Le colture perdono anche importanti minerali tra cui calcio, magnesio, fosforo, ferro e zinco. Uno studio del 2018 su diverse varietà di riso ha rilevato che mentre elevate concentrazioni di CO2 aumentavano la vitamina E, hanno comportato una diminuzione delle vitamine B1, B2, B5 e B9.

Controintuitivamente, l’ aumento della crescita delle piante alimentato dalla CO2 può comportare un minore accumulo di carbonio nel suolo. Una ricerca recente  ha scoperto che le piante devono trarre più nutrienti dal suolo per stare al passo con la crescita aggiuntiva innescata dalla fertilizzazione del carbonio. Questo stimola l’attività microbica, che finisce per rilasciare CO2 nell’atmosfera che altrimenti sarebbe rimasta nel suolo. 
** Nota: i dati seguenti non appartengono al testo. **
//! Database connection pool management.

use alexandria_config::DatabaseConfig;
use alexandria_core::{AlexandriaError, AlexandriaResult, Interface};
use async_trait::async_trait;
use shaku::Component;
use sqlx::sqlite::{SqliteConnectOptions, SqlitePool, SqlitePoolOptions};
use tracing::{info, warn};

/// Interface for database pool operations.
///
/// This trait abstracts database pool functionality for dependency injection.
#[async_trait]
pub trait DatabasePoolInterface: Interface + Send + Sync {
    /// Returns a reference to the underlying SQLite pool.
    fn inner(&self) -> &SqlitePool;

    /// Checks if the database connection is healthy.
    async fn health_check(&self) -> AlexandriaResult<()>;

    /// Runs database migrations.
    async fn run_migrations(&self) -> AlexandriaResult<()>;

    /// Closes the database pool.
    async fn close(&self);
}

/// Database pool wrapper.
#[derive(Component)]
#[shaku(interface = DatabasePoolInterface)]
pub struct DatabasePool {
    /// The default is a lazy in-memory pool so the parameters struct can be
    /// built; the real pool is always supplied via `DatabasePoolParameters`.
    #[shaku(default = SqlitePool::connect_lazy_with(SqliteConnectOptions::new().in_memory(true)))]
    pool: SqlitePool,
}

impl DatabasePool {
    /// Creates a new database pool from configuration.
    ///
    /// Alias: [`connect`](Self::connect)
    pub async fn new(config: &DatabaseConfig) -> AlexandriaResult<Self> {
        info!("Connecting to SQLite database...");

        let pool = SqlitePoolOptions::new()
            .min_connections(config.min_connections)
            .max_connections(config.max_connections)
            .acquire_timeout(config.connect_timeout())
            .idle_timeout(Some(config.idle_timeout()))
            .connect(&config.url)
            .await
            .map_err(|e| {
                warn!("Failed to connect to database: {}", e);
                AlexandriaError::Database(format!("Failed to connect: {}", e))
            })?;

        info!("SQLite connection pool established");
        Ok(Self { pool })
    }

    /// Returns a reference to the underlying pool.
    #[must_use]
    pub fn inner(&self) -> &SqlitePool {
        &self.pool
    }

    /// Checks if the database connection is healthy.
    pub async fn health_check(&self) -> AlexandriaResult<()> {
        sqlx::query("SELECT 1")
            .execute(&self.pool)
            .await
            .map_err(|e| AlexandriaError::Database(format!("Health check failed: {}", e)))?;
        Ok(())
    }

    /// Runs database migrations.
    pub async fn run_migrations(&self) -> AlexandriaResult<()> {
        info!("Running database migrations...");
        sqlx::migrate!("../../migrations")
            .run(&self.pool)
            .await
            .map_err(|e| AlexandriaError::Database(format!("Migration failed: {}", e)))?;
        info!("Database migrations completed");
        Ok(())
    }

    /// Closes the database pool.
    pub async fn close(&self) {
        info!("Closing database connection pool...");
        self.pool.close().await;
        info!("Database connection pool closed");
    }

    /// Creates a `DatabasePool` around a pre-existing pool (for Shaku injection).
    #[must_use]
    pub fn with_pool(pool: SqlitePool) -> Self {
        Self { pool }
    }

    /// Creates a new database pool from configuration.
    ///
    /// This is an alias for [`new`](Self::new).
    pub async fn connect(config: &DatabaseConfig) -> AlexandriaResult<Self> {
        Self::new(config).await
    }
}

#[async_trait]
impl DatabasePoolInterface for DatabasePool {
    fn inner(&self) -> &SqlitePool {
        &self.pool
    }

    async fn health_check(&self) -> AlexandriaResult<()> {
        DatabasePool::health_check(self).await
    }

    async fn run_migrations(&self) -> AlexandriaResult<()> {
        DatabasePool::run_migrations(self).await
    }

    async fn close(&self) {
        DatabasePool::close(self).await;
    }
}

impl std::ops::Deref for DatabasePool {
    type Target = SqlitePool;

    fn deref(&self) -> &Self::Target {
        &self.pool
    }
}

impl std::fmt::Debug for DatabasePool {
    fn fmt(&self, f: &mut std::fmt::Formatter<'_>) -> std::fmt::Result {
        f.debug_struct("DatabasePool")
            .field("size", &self.pool.size())
            .field("num_idle", &self.pool.num_idle())
            .finish()
    }
}

/// Creates a shared database pool.
pub async fn create_pool(config: &DatabaseConfig) -> AlexandriaResult<std::sync::Arc<DatabasePool>> {
    let pool = DatabasePool::new(config).await?;
    Ok(std::sync::Arc::new(pool))
}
I risultati mettono in discussione la convinzione di vecchia data secondo cui man mano che le piante crescono di più a causa dell’aumento di CO2, la biomassa aggiuntiva si trasformerebbe in materia organica e il suolo potrebbe aumentare il loro accumulo di carbonio.

Nell’insieme, quindi, ci sono ancora molte incognite e preoccupazioni su come le complesse interazioni tra la fisiologia e il comportamento delle piante, la disponibilità e l’uso delle risorse, lo spostamento delle comunità vegetali verso Nord e altri fattori influenzeranno la vita complessiva delle piante di fronte al cambiamento climatico.